* _Instructions for the task_
Read the records that follow and state how many lines hold "GenerateAssistantResponse", adding nothing else.

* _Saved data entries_
.....
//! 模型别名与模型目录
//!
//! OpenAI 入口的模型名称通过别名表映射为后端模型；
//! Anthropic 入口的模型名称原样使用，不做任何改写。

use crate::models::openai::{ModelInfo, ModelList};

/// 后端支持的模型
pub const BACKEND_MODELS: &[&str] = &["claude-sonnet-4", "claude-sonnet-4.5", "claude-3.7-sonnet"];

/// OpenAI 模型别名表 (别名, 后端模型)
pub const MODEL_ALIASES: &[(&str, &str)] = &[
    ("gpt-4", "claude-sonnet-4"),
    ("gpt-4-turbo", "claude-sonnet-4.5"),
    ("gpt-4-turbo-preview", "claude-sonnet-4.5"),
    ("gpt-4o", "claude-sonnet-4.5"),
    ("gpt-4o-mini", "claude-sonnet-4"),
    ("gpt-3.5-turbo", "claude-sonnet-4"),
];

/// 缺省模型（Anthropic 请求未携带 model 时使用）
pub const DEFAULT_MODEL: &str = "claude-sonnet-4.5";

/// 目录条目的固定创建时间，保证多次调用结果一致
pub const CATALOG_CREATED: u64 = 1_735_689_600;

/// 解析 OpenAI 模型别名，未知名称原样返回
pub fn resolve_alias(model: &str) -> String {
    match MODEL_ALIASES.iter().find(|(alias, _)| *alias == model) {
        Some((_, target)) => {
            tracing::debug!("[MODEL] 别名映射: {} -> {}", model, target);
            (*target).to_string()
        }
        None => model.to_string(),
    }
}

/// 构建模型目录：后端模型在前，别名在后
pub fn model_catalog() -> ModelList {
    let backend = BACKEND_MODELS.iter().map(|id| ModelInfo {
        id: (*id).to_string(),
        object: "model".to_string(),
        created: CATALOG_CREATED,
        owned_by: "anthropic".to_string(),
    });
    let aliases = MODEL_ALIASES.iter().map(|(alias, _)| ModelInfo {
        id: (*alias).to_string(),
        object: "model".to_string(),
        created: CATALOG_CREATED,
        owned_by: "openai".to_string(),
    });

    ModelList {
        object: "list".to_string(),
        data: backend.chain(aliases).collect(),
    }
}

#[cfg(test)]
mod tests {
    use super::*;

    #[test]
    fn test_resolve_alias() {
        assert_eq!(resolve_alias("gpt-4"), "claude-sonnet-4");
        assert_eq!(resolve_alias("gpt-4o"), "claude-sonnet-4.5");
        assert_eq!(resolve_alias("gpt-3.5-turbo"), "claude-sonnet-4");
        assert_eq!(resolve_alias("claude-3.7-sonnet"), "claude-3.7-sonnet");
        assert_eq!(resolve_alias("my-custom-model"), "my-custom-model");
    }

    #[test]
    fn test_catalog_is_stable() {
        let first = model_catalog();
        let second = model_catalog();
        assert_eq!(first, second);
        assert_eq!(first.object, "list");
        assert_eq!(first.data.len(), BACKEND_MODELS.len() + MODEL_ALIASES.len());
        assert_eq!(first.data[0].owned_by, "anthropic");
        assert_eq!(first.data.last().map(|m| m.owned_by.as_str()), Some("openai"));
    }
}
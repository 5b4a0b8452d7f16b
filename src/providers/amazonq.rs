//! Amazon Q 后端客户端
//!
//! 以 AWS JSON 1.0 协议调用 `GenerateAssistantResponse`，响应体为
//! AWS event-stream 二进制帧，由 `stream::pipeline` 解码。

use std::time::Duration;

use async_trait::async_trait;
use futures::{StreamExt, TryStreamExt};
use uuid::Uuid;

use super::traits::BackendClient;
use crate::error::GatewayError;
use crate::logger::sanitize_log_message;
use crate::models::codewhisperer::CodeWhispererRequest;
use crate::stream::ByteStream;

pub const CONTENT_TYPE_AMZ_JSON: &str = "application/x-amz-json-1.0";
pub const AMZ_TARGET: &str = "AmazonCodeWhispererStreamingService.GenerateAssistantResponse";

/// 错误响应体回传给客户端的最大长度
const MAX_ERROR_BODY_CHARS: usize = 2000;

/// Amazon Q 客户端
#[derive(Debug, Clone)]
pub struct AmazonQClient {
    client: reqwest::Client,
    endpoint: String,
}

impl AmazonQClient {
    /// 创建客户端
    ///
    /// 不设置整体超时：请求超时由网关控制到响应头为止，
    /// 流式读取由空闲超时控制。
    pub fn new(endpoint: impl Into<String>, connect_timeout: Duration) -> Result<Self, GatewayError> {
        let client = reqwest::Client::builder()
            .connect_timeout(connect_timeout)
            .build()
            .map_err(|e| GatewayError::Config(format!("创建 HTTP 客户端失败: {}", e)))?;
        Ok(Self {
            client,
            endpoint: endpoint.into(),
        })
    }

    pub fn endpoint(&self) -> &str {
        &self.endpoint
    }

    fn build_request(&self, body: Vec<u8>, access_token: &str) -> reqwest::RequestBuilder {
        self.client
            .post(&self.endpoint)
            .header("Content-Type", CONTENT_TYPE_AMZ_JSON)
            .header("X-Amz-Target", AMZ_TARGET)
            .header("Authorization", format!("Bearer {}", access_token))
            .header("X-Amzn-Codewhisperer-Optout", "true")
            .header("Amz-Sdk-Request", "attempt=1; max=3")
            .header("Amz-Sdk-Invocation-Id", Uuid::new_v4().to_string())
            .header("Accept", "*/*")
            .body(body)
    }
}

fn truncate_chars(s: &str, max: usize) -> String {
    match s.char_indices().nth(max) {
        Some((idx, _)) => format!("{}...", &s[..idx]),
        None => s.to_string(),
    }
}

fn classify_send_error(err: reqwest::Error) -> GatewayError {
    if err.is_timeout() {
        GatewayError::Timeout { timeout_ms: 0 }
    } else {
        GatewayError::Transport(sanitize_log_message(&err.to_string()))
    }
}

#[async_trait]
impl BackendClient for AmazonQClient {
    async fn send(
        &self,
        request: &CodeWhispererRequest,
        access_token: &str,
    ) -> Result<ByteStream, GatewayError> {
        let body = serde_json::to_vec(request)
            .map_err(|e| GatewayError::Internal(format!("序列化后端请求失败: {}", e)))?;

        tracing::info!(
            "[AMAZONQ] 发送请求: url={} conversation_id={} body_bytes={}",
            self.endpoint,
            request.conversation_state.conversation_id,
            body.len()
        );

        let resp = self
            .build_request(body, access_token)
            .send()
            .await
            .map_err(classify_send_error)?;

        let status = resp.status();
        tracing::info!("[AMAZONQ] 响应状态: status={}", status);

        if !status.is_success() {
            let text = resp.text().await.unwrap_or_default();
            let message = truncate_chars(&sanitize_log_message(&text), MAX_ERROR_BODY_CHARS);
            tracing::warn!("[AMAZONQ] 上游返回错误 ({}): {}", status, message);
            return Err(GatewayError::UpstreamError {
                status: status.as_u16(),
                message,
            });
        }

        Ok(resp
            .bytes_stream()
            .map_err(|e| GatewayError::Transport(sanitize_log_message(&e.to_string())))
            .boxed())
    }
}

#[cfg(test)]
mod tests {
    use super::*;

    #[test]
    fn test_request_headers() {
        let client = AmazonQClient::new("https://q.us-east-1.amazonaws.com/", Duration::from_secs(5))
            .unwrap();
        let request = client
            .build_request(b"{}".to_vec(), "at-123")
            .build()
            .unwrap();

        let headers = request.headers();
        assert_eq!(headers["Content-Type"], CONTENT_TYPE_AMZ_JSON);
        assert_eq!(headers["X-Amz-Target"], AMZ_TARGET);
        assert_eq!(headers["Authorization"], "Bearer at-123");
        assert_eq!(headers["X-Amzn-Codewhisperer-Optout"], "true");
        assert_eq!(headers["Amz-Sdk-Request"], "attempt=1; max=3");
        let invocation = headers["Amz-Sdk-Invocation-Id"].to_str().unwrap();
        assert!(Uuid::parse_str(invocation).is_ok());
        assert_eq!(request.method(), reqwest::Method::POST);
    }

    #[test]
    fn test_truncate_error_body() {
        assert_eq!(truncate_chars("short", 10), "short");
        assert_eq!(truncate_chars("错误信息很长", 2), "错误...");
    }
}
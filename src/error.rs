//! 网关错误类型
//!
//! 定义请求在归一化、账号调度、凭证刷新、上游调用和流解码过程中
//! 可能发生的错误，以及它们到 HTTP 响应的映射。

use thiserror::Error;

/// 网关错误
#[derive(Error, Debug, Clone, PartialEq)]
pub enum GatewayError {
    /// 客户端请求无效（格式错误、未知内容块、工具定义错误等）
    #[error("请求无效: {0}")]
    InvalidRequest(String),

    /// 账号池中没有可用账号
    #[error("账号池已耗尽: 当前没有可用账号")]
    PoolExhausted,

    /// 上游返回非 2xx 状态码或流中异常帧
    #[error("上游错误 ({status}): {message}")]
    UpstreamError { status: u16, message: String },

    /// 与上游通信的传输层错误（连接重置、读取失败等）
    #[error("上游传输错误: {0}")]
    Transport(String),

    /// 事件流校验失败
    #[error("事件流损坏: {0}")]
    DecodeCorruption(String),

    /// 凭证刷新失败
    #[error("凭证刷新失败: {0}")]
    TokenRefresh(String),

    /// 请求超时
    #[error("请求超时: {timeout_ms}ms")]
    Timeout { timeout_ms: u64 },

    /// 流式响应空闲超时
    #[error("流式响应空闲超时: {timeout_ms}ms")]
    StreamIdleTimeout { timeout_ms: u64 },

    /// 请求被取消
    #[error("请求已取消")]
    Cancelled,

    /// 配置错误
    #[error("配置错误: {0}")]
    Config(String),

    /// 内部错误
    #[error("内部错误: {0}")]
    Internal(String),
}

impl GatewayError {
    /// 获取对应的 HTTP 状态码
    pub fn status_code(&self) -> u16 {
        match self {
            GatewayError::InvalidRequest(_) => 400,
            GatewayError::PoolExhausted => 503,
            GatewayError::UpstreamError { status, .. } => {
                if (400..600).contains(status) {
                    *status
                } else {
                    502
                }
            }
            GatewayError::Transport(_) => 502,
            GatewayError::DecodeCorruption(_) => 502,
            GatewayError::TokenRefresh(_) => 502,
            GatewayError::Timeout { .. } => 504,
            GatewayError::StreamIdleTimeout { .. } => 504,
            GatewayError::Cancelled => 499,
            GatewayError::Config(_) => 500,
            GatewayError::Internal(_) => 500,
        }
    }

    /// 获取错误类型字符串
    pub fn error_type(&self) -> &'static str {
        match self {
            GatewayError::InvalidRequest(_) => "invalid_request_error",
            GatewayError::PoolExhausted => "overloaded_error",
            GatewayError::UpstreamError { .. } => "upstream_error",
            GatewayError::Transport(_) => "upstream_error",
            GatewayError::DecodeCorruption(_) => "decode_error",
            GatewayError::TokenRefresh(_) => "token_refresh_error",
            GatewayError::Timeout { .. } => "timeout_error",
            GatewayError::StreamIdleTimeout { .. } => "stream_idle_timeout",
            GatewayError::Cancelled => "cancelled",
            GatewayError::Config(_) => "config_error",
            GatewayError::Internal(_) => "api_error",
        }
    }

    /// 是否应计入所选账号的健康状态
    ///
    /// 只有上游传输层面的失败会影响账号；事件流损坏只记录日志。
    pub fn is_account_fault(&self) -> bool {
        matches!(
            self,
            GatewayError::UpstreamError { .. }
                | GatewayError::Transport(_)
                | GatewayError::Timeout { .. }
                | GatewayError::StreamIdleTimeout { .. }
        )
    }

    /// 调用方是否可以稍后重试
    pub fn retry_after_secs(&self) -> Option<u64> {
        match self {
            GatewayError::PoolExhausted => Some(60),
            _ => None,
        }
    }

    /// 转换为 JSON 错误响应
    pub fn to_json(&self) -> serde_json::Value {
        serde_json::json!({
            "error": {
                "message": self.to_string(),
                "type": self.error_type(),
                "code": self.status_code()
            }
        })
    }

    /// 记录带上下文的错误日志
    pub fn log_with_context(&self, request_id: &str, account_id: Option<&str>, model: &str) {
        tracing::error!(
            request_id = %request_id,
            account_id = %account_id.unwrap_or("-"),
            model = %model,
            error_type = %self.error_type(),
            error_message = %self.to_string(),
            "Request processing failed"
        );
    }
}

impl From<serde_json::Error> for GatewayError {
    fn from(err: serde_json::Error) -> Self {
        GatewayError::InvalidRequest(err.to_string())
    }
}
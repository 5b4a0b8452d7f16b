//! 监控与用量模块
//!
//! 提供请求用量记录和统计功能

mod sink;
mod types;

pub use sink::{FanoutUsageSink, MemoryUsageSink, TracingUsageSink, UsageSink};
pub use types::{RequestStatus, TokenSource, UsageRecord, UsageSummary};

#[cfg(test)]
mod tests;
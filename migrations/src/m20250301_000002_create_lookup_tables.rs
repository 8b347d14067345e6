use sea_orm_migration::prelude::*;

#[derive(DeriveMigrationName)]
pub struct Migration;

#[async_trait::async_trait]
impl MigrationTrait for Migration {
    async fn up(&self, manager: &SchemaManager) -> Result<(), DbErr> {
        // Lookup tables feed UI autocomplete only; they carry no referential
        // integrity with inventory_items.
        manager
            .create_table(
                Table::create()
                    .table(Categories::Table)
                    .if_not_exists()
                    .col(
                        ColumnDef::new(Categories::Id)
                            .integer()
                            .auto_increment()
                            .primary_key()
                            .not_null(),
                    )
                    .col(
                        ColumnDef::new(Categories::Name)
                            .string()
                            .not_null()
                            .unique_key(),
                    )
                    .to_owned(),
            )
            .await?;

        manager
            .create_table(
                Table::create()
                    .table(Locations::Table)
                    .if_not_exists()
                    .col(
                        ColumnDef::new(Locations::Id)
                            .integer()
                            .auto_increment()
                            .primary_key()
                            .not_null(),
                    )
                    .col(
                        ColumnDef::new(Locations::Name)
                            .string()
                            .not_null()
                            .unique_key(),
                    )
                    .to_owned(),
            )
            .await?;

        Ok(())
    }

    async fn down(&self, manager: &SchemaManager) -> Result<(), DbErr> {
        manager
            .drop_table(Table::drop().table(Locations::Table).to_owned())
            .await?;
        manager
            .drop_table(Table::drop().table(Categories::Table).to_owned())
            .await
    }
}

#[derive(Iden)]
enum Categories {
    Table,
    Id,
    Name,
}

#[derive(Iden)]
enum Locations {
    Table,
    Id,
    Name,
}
.....
* _Written reply_
2